Even Smugger Cinema

Editor-in-Chief Sam Svoboda looks back on Francis Ford Coppola’s “The Conversation”

It’s hard to place the grand, cosmic forces that decide whether or not a film is considered a classic. And I’m not talking about classic even in the film critic sense, critics use the term, surprisingly, even more loosely than the public does, and many films that are revered in the press never enter the general consciousness, not to mention the revered, reserved spot of the great classics. Classics, there is no question, have earned their place at the top, but I find more interesting the films that failed to complete the climb into public discourse, despite equal (or greater) quality than the titans staring down at them. These are the Citizen Kanes, the Chinatowns, The Apocalypse Nows.

A film whose name is far less known if Francis Ford Coppola’s “The Conversation,” a bleak, modern noir film about paranoia and perspective. It serves us best to contrast the film with “Apocalypse Now,” a film that was also critically acclaimed, but also was able to make a climb, come out on the right side of the strange, ethereal judgement humanity makes to call a film a classic.

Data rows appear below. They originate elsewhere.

//! Keyed, file-backed task list store.
//!
//! Each key -- a calendar date such as `2026-08-23` or a template name
//! such as `templates/morning` -- maps to one markdown file under the
//! data root. The store is key-agnostic: both kinds resolve through
//! the same path scheme and the same locking.
//!
//! Saves are serialized per key and written to a temporary file that
//! is atomically renamed into place, so a reader racing a writer of
//! the same key observes either the old or the new complete file,
//! never a mix. Reads take no lock.

use std::collections::HashMap;
use std::io::ErrorKind;
use std::path::{Path, PathBuf};
use std::sync::Arc;

use tokio::sync::{Mutex, RwLock};
use uuid::Uuid;

use crate::codec::{self, CodecError};
use crate::task::Task;

/// Errors from reading or writing the backing files.
///
/// A missing file on read is NOT an error -- it is the empty list, so
/// "no tasks yet" costs the same as "task list cleared".
#[derive(Debug, thiserror::Error)]
pub enum StoreError {
    /// The key cannot be mapped to a path under the data root.
    #[error("invalid task list key: {0}")]
    InvalidKey(String),

    /// Reading the backing file failed (other than not-found).
    #[error("reading {path}: {source}")]
    Read {
        /// Path that was being read.
        path: PathBuf,
        /// Underlying I/O error.
        source: std::io::Error,
    },

    /// Writing or renaming the backing file failed.
    #[error("writing {path}: {source}")]
    Write {
        /// Path that was being written.
        path: PathBuf,
        /// Underlying I/O error.
        source: std::io::Error,
    },

    /// The backing file exists but fails the record grammar.
    #[error(transparent)]
    Format(#[from] CodecError),
}

/// File-backed repository of task lists, one file per key.
///
/// Created once at startup and held for the life of the service.
pub struct TaskStore {
    data_dir: PathBuf,
    /// One mutex per key, guarding the write path only. Saves to
    /// different keys proceed independently.
    write_locks: RwLock<HashMap<String, Arc<Mutex<()>>>>,
}

impl TaskStore {
    /// Creates a store rooted at `data_dir`. The directory does not
    /// need to exist yet; it is created on first save.
    pub fn new(data_dir: impl Into<PathBuf>) -> Self {
        Self {
            data_dir: data_dir.into(),
            write_locks: RwLock::new(HashMap::new()),
        }
    }

    /// Returns the task list for `key`, sorted however the file has
    /// it (saves keep files sorted; decode applies no sort).
    ///
    /// A key with no backing file yields the empty list.
    ///
    /// # Errors
    ///
    /// Returns [`StoreError`] on I/O failure other than not-found, or
    /// if the file content fails the record grammar.
    pub async fn get(&self, key: &str) -> Result<Vec<Task>, StoreError> {
        let path = self.resolve(key)?;
        match tokio::fs::read_to_string(&path).await {
            Ok(text) => Ok(codec::decode(&text)?),
            Err(e) if e.kind() == ErrorKind::NotFound => Ok(Vec::new()),
            Err(e) => Err(StoreError::Read { path, source: e }),
        }
    }

    /// Saves `tasks` as the complete new content for `key`, replacing
    /// any previous content.
    ///
    /// The list is stable-sorted ascending by time before encoding,
    /// so ties keep their relative input order. The write goes to a
    /// temporary file in the destination directory and is renamed
    /// into place.
    ///
    /// # Errors
    ///
    /// Returns [`StoreError`] if the key is invalid or the write
    /// fails.
    pub async fn save(&self, key: &str, mut tasks: Vec<Task>) -> Result<(), StoreError> {
        let path = self.resolve(key)?;
        tasks.sort_by(|a, b| a.time.cmp(&b.time));
        let text = codec::encode(&tasks);

        let lock = self.write_lock(key).await;
        let _guard = lock.lock().await;

        if let Some(parent) = path.parent() {
            tokio::fs::create_dir_all(parent)
                .await
                .map_err(|e| StoreError::Write {
                    path: parent.to_path_buf(),
                    source: e,
                })?;
        }

        write_atomic(&path, text.as_bytes()).await
    }

    /// Lists the template names: `.md` files under
    /// `<data_dir>/templates`, extension stripped, sorted. A missing
    /// templates directory yields the empty list.
    ///
    /// # Errors
    ///
    /// Returns [`StoreError::Read`] on directory read failure other
    /// than not-found.
    pub async fn list_templates(&self) -> Result<Vec<String>, StoreError> {
        let dir = self.data_dir.join("templates");
        let mut entries = match tokio::fs::read_dir(&dir).await {
            Ok(entries) => entries,
            Err(e) if e.kind() == ErrorKind::NotFound => return Ok(Vec::new()),
            Err(e) => return Err(StoreError::Read { path: dir, source: e }),
        };

        let mut names = Vec::new();
        while let Some(entry) = entries
            .next_entry()
            .await
            .map_err(|e| StoreError::Read {
                path: dir.clone(),
                source: e,
            })?
        {
            let name = entry.file_name();
            if let Some(stem) = name.to_str().and_then(|n| n.strip_suffix(".md")) {
                names.push(stem.to_string());
            }
        }
        names.sort();
        Ok(names)
    }

    /// Resolves a key to its backing file path.
    ///
    /// Keys pass through URL segments, so every `/`-separated segment
    /// must be non-empty and must not be a dot component; backslashes
    /// are rejected outright.
    fn resolve(&self, key: &str) -> Result<PathBuf, StoreError> {
        let valid = !key.is_empty()
            && !key.contains('\\')
            && key
                .split('/')
                .all(|seg| !seg.is_empty() && seg != "." && seg != "..");
        if !valid {
            return Err(StoreError::InvalidKey(key.to_string()));
        }
        Ok(self.data_dir.join(format!("{key}.md")))
    }

    /// Returns the write lock for `key`, creating it on first use.
    async fn write_lock(&self, key: &str) -> Arc<Mutex<()>> {
        {
            let locks = self.write_locks.read().await;
            if let Some(lock) = locks.get(key) {
                return Arc::clone(lock);
            }
        }
        let mut locks = self.write_locks.write().await;
        Arc::clone(locks.entry(key.to_string()).or_default())
    }
}

/// Writes `bytes` to `path` via a uniquely-named temporary file in
/// the same directory, then renames it into place. The rename is
/// atomic on POSIX filesystems, so no reader ever observes a
/// partially-written file.
///
/// Also used by the weather recorder, which shares the data root.
///
/// # Errors
///
/// Returns [`StoreError::Write`] if the temporary file cannot be
/// written or renamed.
pub async fn write_atomic(path: &Path, bytes: &[u8]) -> Result<(), StoreError> {
    let tmp = path.with_extension(format!("tmp.{}", Uuid::now_v7().simple()));

    tokio::fs::write(&tmp, bytes)
        .await
        .map_err(|e| StoreError::Write {
            path: tmp.clone(),
            source: e,
        })?;

    if let Err(e) = tokio::fs::rename(&tmp, path).await {
        // Leave no stray temp file behind.
        let _ = tokio::fs::remove_file(&tmp).await;
        return Err(StoreError::Write {
            path: path.to_path_buf(),
            source: e,
        });
    }
    Ok(())
}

Obviously, I’m abstracting the issue. There are some real reasons why “Apocalypse Now” was more popular. It was an epic war film with helicopters in the sky and and a grand journey, inspired by “Heart of Darkness,” a novel the public had already deemed classic. It was about the Vietnam War, a war that had only ended four years before its release, a war that almost the entire audience had lived through, been affected by, felt, experienced. Marlon Brando and Martin Sheen were in it. The film promised much and delivered all of it.

But “The Conversation” is beautiful in a way “Apocalypse Now” isn’t: in narrative. Perhaps “Heart of Darkness” had some of this beauty, but “Apocalypse Now” gave preferential treatment to aesthetics, images and wide shots of helicopters dropping bombs. It’s journey over destination, which may be a virtue in life, but in film it feels like a sin.

What could be less grand: Harry Caul (Gene Hackman) is a respected surveillance expert, constantly paranoid about others surveying him, quiet and withdrawn, bland, balding. On the job for a mysterious client, he overhears a couple talking fearfully, talking about someone who intends to murder them, someone Caul decides is the very client that he has been hired by. The film has him grappling with this conversation, from disregarding it to seeing it for what it really is.

While “Apocalypse Now” deals with themes that have existed at least since the publication of “Heart of Darkness” in 1899, “The Conversation” deals with ideas that are becoming increasingly relevant. Surveillance, paranoia, how the modern world blurs the line between imagination in truth; these ideas are neglected in modern film even as they are monumental in modern society. “The Conversation” also tells a complete, satisfying thriller story, with twists and tone comparable (but superior to) films popular now–”Gone Girl,” “Shutter Island” and every Christopher Nolan movie.

There are no helicopters in the sky. There’s no Vietnam jungle, and any journey overtaken is a mental one. Perhaps “The Conversation” was destined never to be a classic ever since it lost to “The Godfather Part II” (another Coppola film) for Best Picture in 1974. But this film deserves, I think, to be looked up to, to enter the public consciousness, now more than ever.